[Provided records Boundary: Start]

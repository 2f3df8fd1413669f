use std::sync::atomic::{AtomicU8, Ordering};

///
/// The states a subscription passes through
///
#[derive(Copy, Clone, PartialEq, Eq, Debug)]
pub enum LifecycleState {
    /// Constructed but not yet handed to the subscriber
    Pending,

    /// Handed to the subscriber: demand may flow
    Active,

    /// The producer has claimed the right to send its final elements and completion
    Completing,

    /// Cancelled or completed: every further call is a no-op
    Terminated
}

impl LifecycleState {
    fn to_raw(self) -> u8 {
        match self {
            LifecycleState::Pending     => 0,
            LifecycleState::Active      => 1,
            LifecycleState::Completing  => 2,
            LifecycleState::Terminated  => 3
        }
    }

    fn from_raw(raw: u8) -> LifecycleState {
        match raw {
            0 => LifecycleState::Pending,
            1 => LifecycleState::Active,
            2 => LifecycleState::Completing,
            _ => LifecycleState::Terminated
        }
    }
}

///
/// A single atomic cell tracking the state of a subscription
///
/// Every transition is one compare-and-swap, so when several threads race to move a subscription
/// out of `Active` (eg, one cancelling and one delivering) exactly one of them succeeds and the
/// others see the state it left behind.
///
pub struct SubscriptionLifecycle {
    state: AtomicU8
}

impl SubscriptionLifecycle {
    ///
    /// Creates a lifecycle in the `Pending` state
    ///
    pub fn new() -> SubscriptionLifecycle {
        SubscriptionLifecycle {
            state: AtomicU8::new(LifecycleState::Pending.to_raw())
        }
    }

    ///
    /// Reads the current state
    ///
    pub fn state(&self) -> LifecycleState {
        LifecycleState::from_raw(self.state.load(Ordering::Acquire))
    }

    /// True once the subscription has been cancelled or has completed
    pub fn is_terminated(&self) -> bool {
        self.state() == LifecycleState::Terminated
    }

    /// True while demand may be requested and delivered
    pub fn is_active(&self) -> bool {
        self.state() == LifecycleState::Active
    }

    ///
    /// Moves between two states, returning true if this call made the transition
    ///
    pub fn transition(&self, from: LifecycleState, to: LifecycleState) -> bool {
        self.state.compare_exchange(from.to_raw(), to.to_raw(), Ordering::AcqRel, Ordering::Acquire).is_ok()
    }

    ///
    /// Pending -> Active. Succeeds at most once, so the subscription is handed over at most once.
    ///
    pub fn activate(&self) -> bool {
        self.transition(LifecycleState::Pending, LifecycleState::Active)
    }

    ///
    /// Active -> Completing: the caller wins the right to deliver the terminal sequence
    ///
    pub fn begin_completing(&self) -> bool {
        self.transition(LifecycleState::Active, LifecycleState::Completing)
    }

    ///
    /// Completing -> Terminated, once the terminal sequence has been delivered
    ///
    pub fn finish(&self) -> bool {
        self.transition(LifecycleState::Completing, LifecycleState::Terminated)
    }

    ///
    /// Active -> Terminated. Returns true if this call ended the subscription.
    ///
    /// A subscription that is still pending can also be terminated (this happens when a
    /// publisher abandons a subscription before handing it over).
    ///
    pub fn terminate(&self) -> bool {
        self.transition(LifecycleState::Active, LifecycleState::Terminated)
            || self.transition(LifecycleState::Pending, LifecycleState::Terminated)
    }
}

impl Default for SubscriptionLifecycle {
    fn default() -> SubscriptionLifecycle {
        SubscriptionLifecycle::new()
    }
}
impl Harvester {
    #[allow(clippy::too_many_arguments)]
    pub fn new(
        id: FileId,
        path: PathBuf,
        seed: Seed,
        config: Arc<HarvesterConfig>,
        format: RecordFormat,
        placement: watch::Receiver<Placement>,
        out: BoundedSender<Spool>,
        cancel: CancellationToken,
    ) -> Self {
        let splitter = LineSplitter::new(id, seed.offset, config.max_line_bytes);
        let assembler = format.assembler();
        let tracker = format.tracker();
        let buf = vec![0u8; config.read_buffer_size.max(1)];

        Self {
            source: Arc::new(Source {
                id,
                path,
                generation: seed.generation,
                fingerprint: None,
            }),
            reported: seed.offset,
            seed,
            config,
            format,
            placement,
            out,
            cancel,
            state: HarvesterState::Opening,
            splitter,
            assembler,
            tracker,
            removed: false,
            last_growth: Instant::now(),
            failures: 0,
            buf,
        }
    }

    fn set_state(&mut self, state: HarvesterState) {
        if self.state != state {
            debug!(file_id = %self.source.id, from = ?self.state, to = ?state, "Harvester state change");
            self.state = state;
        }
    }

    fn exit(&mut self, reason: ExitReason) -> HarvesterExit {
        self.set_state(HarvesterState::Closed);
        HarvesterExit {
            id: self.source.id,
            reason,
            offset: self.safe_offset(),
            generation: self.source.generation,
        }
    }

    pub async fn run(mut self) -> HarvesterExit {
        let mut file = match self.open().await {
            Ok(file) => file,
            Err(reason) => return self.exit(reason),
        };

        info!(
            file_id = %self.source.id,
            path = ?self.source.path,
            offset = self.seed.offset,
            generation = self.seed.generation,
            "Started harvester"
        );

        if self.seed.announce {
            let checkpoint = Checkpoint::for_source(&self.source, self.seed.offset);
            if self
                .out
                .send_or_cancel(Spool::Checkpoint(self.source.id, checkpoint), &self.cancel)
                .await
                .is_err()
            {
                return self.exit(ExitReason::Cancelled);
            }
        }

        self.set_state(HarvesterState::Reading);
        loop {
            if self.cancel.is_cancelled() {
                return self.exit(ExitReason::Cancelled);
            }
            self.check_placement();

            match self.poll_once(&mut file).await {
                Ok(Progress::Data) => {
                    self.failures = 0;
                    self.set_state(HarvesterState::Reading);
                }
                Ok(Progress::Idle) => {
                    self.failures = 0;
                    if let Err(Stop::Cancelled) = self.flush_idle().await {
                        return self.exit(ExitReason::Cancelled);
                    }
                    if self.removed && self.last_growth.elapsed() >= self.config.close_inactive {
                        self.set_state(HarvesterState::Closing);
                        if let Err(Stop::Cancelled) = self.drain_commands().await {
                            return self.exit(ExitReason::Cancelled);
                        }
                        let file = file.into_std().await;
                        match get_path_from_file(&file) {
                            Ok(current) => info!(
                                file_id = %self.source.id,
                                path = ?current,
                                "Closing inactive harvester"
                            ),
                            Err(_) => info!(
                                file_id = %self.source.id,
                                last_path = ?self.source.path,
                                "Closing inactive harvester for deleted file"
                            ),
                        }
                        return self.exit(ExitReason::Finished);
                    }
                    self.set_state(HarvesterState::Waiting);
                    if !self.pause().await {
                        return self.exit(ExitReason::Cancelled);
                    }
                }
                Err(Stop::Cancelled) => return self.exit(ExitReason::Cancelled),
                Err(Stop::Io(e)) => {
                    self.failures += 1;
                    if e.kind() == io::ErrorKind::PermissionDenied
                        || self.failures > self.config.max_read_retries
                    {
                        self.set_state(HarvesterState::Closing);
                        warn!(
                            file_id = %self.source.id,
                            path = ?self.source.path,
                            attempts = self.failures,
                            error = %e,
                            "Giving up on unreadable file"
                        );
                        return self.exit(ExitReason::Failed(e.to_string()));
                    }
                    debug!(file_id = %self.source.id, attempt = self.failures, error = %e, "Read failed, will retry");
                    if !self.pause().await {
                        return self.exit(ExitReason::Cancelled);
                    }
                }
            }
        }
    }

    async fn open(&mut self) -> Result<File, ExitReason> {
        let mut attempts = 0;
        loop {
            match self.try_open().await {
                Ok(file) => return Ok(file),
                Err(Stop::Cancelled) => return Err(ExitReason::Cancelled),
                Err(Stop::Io(e)) if e.kind() == io::ErrorKind::NotFound => {
                    debug!(path = ?self.source.path, "File vanished before it could be opened");
                    return Err(ExitReason::Replaced);
                }
                Err(Stop::Io(e)) if e.kind() == io::ErrorKind::PermissionDenied => {
                    warn!(path = ?self.source.path, error = %e, "Permission denied opening file");
                    return Err(ExitReason::Failed(e.to_string()));
                }
                Err(Stop::Io(e)) => {
                    attempts += 1;
                    if attempts > self.config.max_read_retries {
                        warn!(path = ?self.source.path, error = %e, "Giving up opening file");
                        return Err(ExitReason::Failed(e.to_string()));
                    }
                    if !self.pause().await {
                        return Err(ExitReason::Cancelled);
                    }
                }
            }
        }
    }

    async fn try_open(&mut self) -> Result<File, Stop> {
        let mut file = File::open(&self.source.path).await?;
        let id = FileId::from_metadata(&file.metadata().await?)?;
        if id != self.source.id {
            debug!(path = ?self.source.path, expected = %self.source.id, found = %id, "Path now holds a different file");
            return Err(Stop::Io(io::Error::new(
                io::ErrorKind::NotFound,
                "path no longer refers to this file",
            )));
        }

        let fingerprint = self.read_fingerprint(&mut file).await?;
        self.update_source(|s| s.fingerprint = Some(fingerprint));
        if self.seed.offset > 0 && self.seed.offset <= MAX_LINE_COUNT_BYTES {
            let before = count_lines(&mut file, self.seed.offset, &mut self.buf).await?;
            self.splitter.set_line(before + 1);
        }
        file.seek(SeekFrom::Start(self.seed.offset)).await?;
        Ok(file)
    }

    /// Reads the file prefix and restores the cursor to the current position.
    async fn read_fingerprint(&self, file: &mut File) -> io::Result<Fingerprint> {
        let mut prefix = Vec::with_capacity(self.config.fingerprint_size);
        file.seek(SeekFrom::Start(0)).await?;
        (&mut *file)
            .take(self.config.fingerprint_size as u64)
            .read_to_end(&mut prefix)
            .await?;
        file.seek(SeekFrom::Start(self.splitter.position())).await?;
        Ok(Fingerprint::from_bytes(&prefix))
    }

    fn update_source(&mut self, f: impl FnOnce(&mut Source)) {
        let mut next = (*self.source).clone();
        f(&mut next);
        self.source = Arc::new(next);
    }

    fn check_placement(&mut self) {
        if !self.placement.has_changed().unwrap_or(false) {
            return;
        }
        let placement = self.placement.borrow_and_update().clone();

        if placement.path != self.source.path {
            self.set_state(HarvesterState::Renamed);
            info!(
                file_id = %self.source.id,
                from = ?self.source.path,
                to = ?placement.path,
                "File renamed, continuing at same offset"
            );
            self.update_source(|s| s.path = placement.path.clone());
        }
        if self.removed != !placement.matched {
            self.removed = !placement.matched;
            debug!(file_id = %self.source.id, removed = self.removed, "Match status changed");
        }
    }

    async fn poll_once(&mut self, file: &mut File) -> Result<Progress, Stop> {
        let len = file.metadata().await?.len();
        let position = self.splitter.position();

        if len < position {
            self.handle_truncation(file, len).await?;
            return Ok(Progress::Data);
        }
        if len == position {
            return Ok(Progress::Idle);
        }

        self.last_growth = Instant::now();
        let mut lines = Vec::new();
        let mut read = 0;
        while read < MAX_BYTES_PER_PASS {
            let n = file.read(&mut self.buf).await?;
            if n == 0 {
                break;
            }
            read += n;
            self.splitter.push(&self.buf[..n], &mut lines);
        }

        if self
            .source
            .fingerprint
            .as_ref()
            .is_some_and(|fp| fp.can_grow(self.config.fingerprint_size, len))
        {
            let fingerprint = self.read_fingerprint(file).await?;
            self.update_source(|s| s.fingerprint = Some(fingerprint));
        }

        self.emit_lines(lines).await?;
        Ok(Progress::Data)
    }

    async fn handle_truncation(&mut self, file: &mut File, len: u64) -> Result<(), Stop> {
        self.set_state(HarvesterState::Truncated);
        warn!(
            file_id = %self.source.id,
            path = ?self.source.path,
            size = len,
            offset = self.splitter.position(),
            "File truncated, restarting from the beginning"
        );

        self.splitter.reset(0);
        self.assembler.reset();
        if let Some(tracker) = &mut self.tracker {
            tracker.reset();
        }
        self.reported = 0;
        file.seek(SeekFrom::Start(0)).await?;
        let fingerprint = self.read_fingerprint(file).await?;
        self.update_source(|s| {
            s.generation += 1;
            s.fingerprint = Some(fingerprint);
        });

        let checkpoint = Checkpoint::for_source(&self.source, 0);
        self.send(Spool::Checkpoint(self.source.id, checkpoint))
            .await?;
        Ok(())
    }

    async fn emit_lines(&mut self, lines: Vec<RawRecord>) -> Result<(), Stop> {
        let mut records = Vec::new();
        for line in lines {
            self.assembler.push(line, &mut records);
        }
        let now = Instant::now();
        let mut events = Vec::with_capacity(records.len());
        for record in records {
            self.track(record, now, &mut events);
        }
        if let Some(tracker) = &mut self.tracker {
            tracker.expire(now, &mut events);
        }
        self.deliver(events).await?;
        self.checkpoint_progress().await
    }

    fn track(&mut self, record: LogicalRecord, now: Instant, out: &mut Vec<Event>) {
        let event = self.format.to_event(&self.source, record);
        match &mut self.tracker {
            Some(tracker) => tracker.push(event, now, out),
            None => out.push(event),
        }
    }

    /// Nothing before this offset is still held back by the assembler or
    /// the command tracker.
    fn safe_offset(&self) -> u64 {
        let read = self
            .assembler
            .pending_start()
            .unwrap_or_else(|| self.splitter.consumed());
        self.tracker
            .as_ref()
            .and_then(CommandTracker::earliest_start)
            .map_or(read, |held| held.min(read))
    }

    /// Send events in order. An event may only commit up to the start of
    /// anything sent after it or still held.
    async fn deliver(&mut self, mut events: Vec<Event>) -> Result<(), Stop> {
        let mut limit = self.safe_offset();
        for event in events.iter_mut().rev() {
            event.commit = event.end.min(limit);
            limit = limit.min(event.start);
        }
        for event in events {
            let commit = event.commit;
            self.send(Spool::Event(event)).await?;
            self.reported = self.reported.max(commit);
        }
        Ok(())
    }

    /// Report consumed bytes that produced no event of their own.
    async fn checkpoint_progress(&mut self) -> Result<(), Stop> {
        let safe = self.safe_offset();
        if safe > self.reported {
            let checkpoint = Checkpoint::for_source(&self.source, safe);
            self.send(Spool::Checkpoint(self.source.id, checkpoint))
                .await?;
            self.reported = safe;
        }
        Ok(())
    }

    /// Once the file has been quiet for the multi-line timeout, emit the
    /// open record and any command only waiting for a tracking block. The
    /// file is quiet, so they are as complete as they get.
    async fn flush_idle(&mut self) -> Result<(), Stop> {
        if self.last_growth.elapsed() < self.config.multiline_timeout {
            return Ok(());
        }
        let now = Instant::now();
        let mut events = Vec::new();
        if let Some(record) = self.assembler.flush() {
            self.track(record, now, &mut events);
        }
        if let Some(tracker) = &mut self.tracker {
            tracker.flush_completed(&mut events);
            tracker.expire(now, &mut events);
        }
        if events.is_empty() {
            return Ok(());
        }
        self.deliver(events).await?;
        self.checkpoint_progress().await
    }

    /// Emit commands that will never see another record.
    async fn drain_commands(&mut self) -> Result<(), Stop> {
        let mut events = Vec::new();
        if let Some(tracker) = &mut self.tracker {
            tracker.drain(&mut events);
        }
        if events.is_empty() {
            return Ok(());
        }
        self.deliver(events).await?;
        self.checkpoint_progress().await
    }

    async fn send(&self, item: Spool) -> Result<(), Stop> {
        self.out.send_or_cancel(item, &self.cancel).await?;
        Ok(())
    }

    /// Sleep one poll interval. Returns false if cancelled.
    async fn pause(&self) -> bool {
        select! {
            _ = self.cancel.cancelled() => false,
            _ = sleep(self.config.poll_interval) => true,
        }
    }
}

[Provided records Boundary: End]

Nothing but the lines with "format" should be returned, copied from the entries above.

Written response |
        format: RecordFormat,
        let assembler = format.assembler();
        let tracker = format.tracker();
            format,
        let event = self.format.to_event(&self.source, record);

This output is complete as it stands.